Work request: Repeat exactly the lines below that lie between the line with "let to_propagate: Vec<(&str, &str)>" and the line with "sees fresh state", counting both of those lines as part of the answer.

[Saved data entries]
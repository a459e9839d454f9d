//! Edit Service
//!
//! Applies operator edits, records them in the modification ledger, and
//! propagates tour edits onto the tour's orders. A tour edit and all of
//! its propagated order edits commit as one transaction.

use chrono::{DateTime, Utc};
use serde::{Deserialize, Serialize};
use serde_json::{Map, Value};

use crate::db::EntityStore;
use crate::db::models::{LineItem, Order, Tour};
use crate::reconcile::ledger;
use crate::query::SharedQueryCache;
use crate::utils::{AppError, AppResult};

use super::fields::{
    self, FieldError, ORDER_EDITABLE_FIELDS, TOUR_EDITABLE_FIELDS, TOUR_TO_ORDER_FIELDS,
};

const STATUS_CANCELLED: &str = "CANCELLED";

/// Outcome of an order edit: which fields actually changed.
#[derive(Debug, Clone, Serialize)]
pub struct EditOutcome {
    pub updated_fields: Vec<String>,
}

/// Outcome of a tour edit, including how many orders the change reached.
#[derive(Debug, Clone, Serialize)]
pub struct TourEditOutcome {
    pub updated_fields: Vec<String>,
    pub propagated_orders: usize,
}

/// Operator-supplied replacement line item.
#[derive(Debug, Clone, Deserialize)]
pub struct LineItemInput {
    pub sku_id: String,
    pub name: String,
    #[serde(default)]
    pub quantity: i64,
    pub quantity_unit: Option<String>,
    pub transacted_quantity: Option<i64>,
    pub transaction_status: Option<String>,
}

#[derive(Clone)]
pub struct EditService {
    store: EntityStore,
    cache: SharedQueryCache,
}

impl EditService {
    pub fn new(store: EntityStore, cache: SharedQueryCache) -> Self {
        Self { store, cache }
    }

    /// Apply operator edits to one order.
    ///
    /// Fields whose new value equals the current one are no-ops: they do
    /// not appear in `updated_fields` and do not touch the ledger.
    pub async fn apply_order_edit(
        &self,
        order_id: &str,
        edit: &Map<String, Value>,
        actor: &str,
    ) -> AppResult<EditOutcome> {
        validate_field_names(edit, ORDER_EDITABLE_FIELDS)?;

        let _guard = self
            .store
            .locks()
            .acquire(&format!("order:{order_id}"))
            .await;

        let mut order = self
            .store
            .orders()
            .find_by_id(order_id)
            .await?
            .ok_or_else(|| AppError::not_found(format!("Order {order_id} not found")))?;

        let now = Utc::now();
        let mut updated = Vec::new();

        for (field, value) in edit {
            let old_status = order.order_status.clone();
            let changed = fields::apply_order_field(&mut order, field, value)
                .map_err(field_error_to_validation)?;
            if !changed {
                continue;
            }
            ledger::mark_modified(&mut order, field, actor, now);
            updated.push(field.clone());

            if field == "order_status" {
                clear_order_cancellation_on_uncancel(&mut order, &old_status, actor, now, Some(&mut updated));
            }
        }

        if !updated.is_empty() {
            order.updated_at = now;
            self.store.orders().save(&order).await?;
            self.cache.invalidate_all();
            tracing::info!(order_id, actor, fields = ?updated, "Order edited");
        }

        Ok(EditOutcome {
            updated_fields: updated,
        })
    }

    /// Replace an order's line items with an operator-supplied set.
    ///
    /// Marks the synthetic `line_items` field modified, so later snapshots
    /// keep their own item lists to themselves.
    pub async fn replace_line_items(
        &self,
        order_id: &str,
        items: &[LineItemInput],
        actor: &str,
    ) -> AppResult<usize> {
        if items.is_empty() {
            return Err(AppError::validation("No line items provided"));
        }

        let _guard = self
            .store
            .locks()
            .acquire(&format!("order:{order_id}"))
            .await;

        let mut order = self
            .store
            .orders()
            .find_by_id(order_id)
            .await?
            .ok_or_else(|| AppError::not_found(format!("Order {order_id} not found")))?;

        let now = Utc::now();
        let rows: Vec<LineItem> = items
            .iter()
            .map(|item| LineItem {
                order_id: order_id.to_string(),
                sku_id: item.sku_id.clone(),
                name: item.name.clone(),
                quantity: item.quantity,
                quantity_unit: item.quantity_unit.clone(),
                transacted_quantity: item.transacted_quantity,
                transaction_status: item.transaction_status.clone(),
                created_at: now,
            })
            .collect();

        ledger::mark_modified(&mut order, "line_items", actor, now);
        order.updated_at = now;
        self.store
            .orders()
            .save_with_line_items(&order, Some(&rows))
            .await?;
        self.cache.invalidate_all();

        tracing::info!(order_id, actor, items = rows.len(), "Line items replaced");
        Ok(rows.len())
    }

    /// Apply operator edits to one tour and, when requested, re-apply the
    /// updated fields onto every linked order.
    ///
    /// Propagated writes are attributed to `"Tour Update: <actor>"`, so
    /// later snapshots cannot clobber them either. Everything commits as a
    /// single transaction: a propagation failure rolls back the tour edit.
    pub async fn apply_tour_edit(
        &self,
        tour_id: &str,
        edit: &Map<String, Value>,
        actor: &str,
        propagate: bool,
    ) -> AppResult<TourEditOutcome> {
        validate_field_names(edit, TOUR_EDITABLE_FIELDS)?;

        let _tour_guard = self.store.locks().acquire(&format!("tour:{tour_id}")).await;

        let mut tour = self
            .store
            .tours()
            .find_by_id(tour_id)
            .await?
            .ok_or_else(|| AppError::not_found(format!("Tour {tour_id} not found")))?;

        let now = Utc::now();
        let mut updated = Vec::new();

        for (field, value) in edit {
            let old_status = tour.tour_status.clone();
            let changed = fields::apply_tour_field(&mut tour, field, value)
                .map_err(field_error_to_validation)?;
            if !changed {
                continue;
            }
            ledger::mark_modified(&mut tour, field, actor, now);
            updated.push(field.clone());

            if field == "tour_status"
                && old_status == STATUS_CANCELLED
                && tour.tour_status != STATUS_CANCELLED
                && tour.cancellation_reason.is_some()
            {
                tour.cancellation_reason = None;
                ledger::mark_modified(&mut tour, "cancellation_reason", actor, now);
                if !updated.iter().any(|f| f == "cancellation_reason") {
                    updated.push("cancellation_reason".to_string());
                }
            }
        }

        if updated.is_empty() {
            return Ok(TourEditOutcome {
                updated_fields: updated,
                propagated_orders: 0,
            });
        }

        // Guards stay alive until the commit below so no sync can slip in
        // between computing a propagated row and persisting it.
        let (changed_orders, _order_guards) = if propagate {
            self.propagate_tour_edit(&tour, &updated, actor, now).await?
        } else {
            (Vec::new(), Vec::new())
        };

        let propagated_orders = changed_orders.len();
        tour.updated_at = now;
        self.store
            .tours()
            .commit_with_orders(&tour, &changed_orders)
            .await?;
        self.cache.invalidate_all();

        tracing::info!(
            tour_id,
            actor,
            fields = ?updated,
            propagated_orders,
            "Tour edited"
        );

        // Propagated status changes shift the tour's aggregates
        if propagated_orders > 0
            && let Err(e) = self.store.refresh_tour_statistics(tour_id).await
        {
            tracing::warn!(tour_id, error = %e, "Tour statistics refresh failed after edit");
        }

        Ok(TourEditOutcome {
            updated_fields: updated,
            propagated_orders,
        })
    }

    /// Compute the propagated order rows (not yet persisted; the caller
    /// commits them together with the tour while the returned guards are
    /// still held).
    async fn propagate_tour_edit(
        &self,
        tour: &Tour,
        updated_fields: &[String],
        actor: &str,
        now: DateTime<Utc>,
    ) -> AppResult<(Vec<Order>, Vec<tokio::sync::OwnedMutexGuard<()>>)> {
        let to_propagate: Vec<(&str, &str)> = TOUR_TO_ORDER_FIELDS
            .iter()
            .filter(|(tour_field, _)| updated_fields.iter().any(|f| f == tour_field))
            .copied()
            .collect();
        if to_propagate.is_empty() {
            return Ok((Vec::new(), Vec::new()));
        }

        let mut targets = self.find_linked_orders(tour).await?;
        // Deterministic lock order across concurrent tour edits
        targets.sort_by(|a, b| a.order_id.cmp(&b.order_id));

        let tour_actor = format!("Tour Update: {actor}");
        let mut changed_orders = Vec::new();
        let mut guards = Vec::with_capacity(targets.len());

        for target in targets {
            let guard = self
                .store
                .locks()
                .acquire(&format!("order:{}", target.order_id))
                .await;
            guards.push(guard);

            // Re-read under the lock so the propagation sees fresh state
            let Some(mut order) = self.store.orders().find_by_id(&target.order_id).await? else {
                continue;
            };

            let mut order_changed = false;
            for (tour_field, order_field) in &to_propagate {
                let Some(value) = fields::tour_field_as_value(tour, tour_field) else {
                    continue;
                };
                let old_status = order.order_status.clone();
                let changed = fields::apply_order_field(&mut order, order_field, &value)
                    .map_err(field_error_to_validation)?;
                if !changed {
                    continue;
                }
                ledger::mark_modified(&mut order, order_field, &tour_actor, now);
                order_changed = true;

                if *order_field == "order_status" {
                    clear_order_cancellation_on_uncancel(
                        &mut order,
                        &old_status,
                        &tour_actor,
                        now,
                        None,
                    );
                }
            }

            if order_changed {
                order.updated_at = now;
                changed_orders.push(order);
            }
        }

        Ok((changed_orders, guards))
    }

    /// Orders linked to a tour: primary `tour_id` match, falling back to
    /// the rider+vehicle lookup only when the primary returns nothing.
    async fn find_linked_orders(&self, tour: &Tour) -> AppResult<Vec<Order>> {
        let direct = self.store.orders().find_by_tour_id(&tour.tour_id).await?;
        if !direct.is_empty() {
            return Ok(direct);
        }

        if let (Some(rider), Some(vehicle)) = (&tour.rider_name, &tour.vehicle_registration) {
            tracing::debug!(
                tour_id = %tour.tour_id,
                "No direct tour linkage; using rider+vehicle fallback"
            );
            return Ok(self
                .store
                .orders()
                .find_by_rider_vehicle(rider, vehicle)
                .await?);
        }

        Ok(Vec::new())
    }
}

fn validate_field_names(edit: &Map<String, Value>, allowed: &[&str]) -> AppResult<()> {
    if edit.is_empty() {
        return Err(AppError::validation("No update data provided"));
    }
    let unknown: Vec<&str> = edit
        .keys()
        .map(String::as_str)
        .filter(|k| !allowed.contains(k))
        .collect();
    if !unknown.is_empty() {
        return Err(AppError::validation(format!(
            "Unknown or non-editable fields: {}",
            unknown.join(", ")
        )));
    }
    Ok(())
}

fn field_error_to_validation(err: FieldError) -> AppError {
    AppError::Validation(err.to_string())
}

/// An order leaving CANCELLED no longer has a cancellation reason.
fn clear_order_cancellation_on_uncancel(
    order: &mut Order,
    old_status: &str,
    actor: &str,
    now: DateTime<Utc>,
    updated: Option<&mut Vec<String>>,
) {
    if old_status == STATUS_CANCELLED
        && order.order_status != STATUS_CANCELLED
        && order.cancellation_reason.is_some()
    {
        order.cancellation_reason = None;
        ledger::mark_modified(order, "cancellation_reason", actor, now);
        if let Some(updated) = updated
            && !updated.iter().any(|f| f == "cancellation_reason")
        {
            updated.push("cancellation_reason".to_string());
        }
    }
}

Expected answer:
        let to_propagate: Vec<(&str, &str)> = TOUR_TO_ORDER_FIELDS
            .iter()
            .filter(|(tour_field, _)| updated_fields.iter().any(|f| f == tour_field))
            .copied()
            .collect();
        if to_propagate.is_empty() {
            return Ok((Vec::new(), Vec::new()));
        }

        let mut targets = self.find_linked_orders(tour).await?;
        // Deterministic lock order across concurrent tour edits
        targets.sort_by(|a, b| a.order_id.cmp(&b.order_id));

        let tour_actor = format!("Tour Update: {actor}");
        let mut changed_orders = Vec::new();
        let mut guards = Vec::with_capacity(targets.len());

        for target in targets {
            let guard = self
                .store
                .locks()
                .acquire(&format!("order:{}", target.order_id))
                .await;
            guards.push(guard);

            // Re-read under the lock so the propagation sees fresh state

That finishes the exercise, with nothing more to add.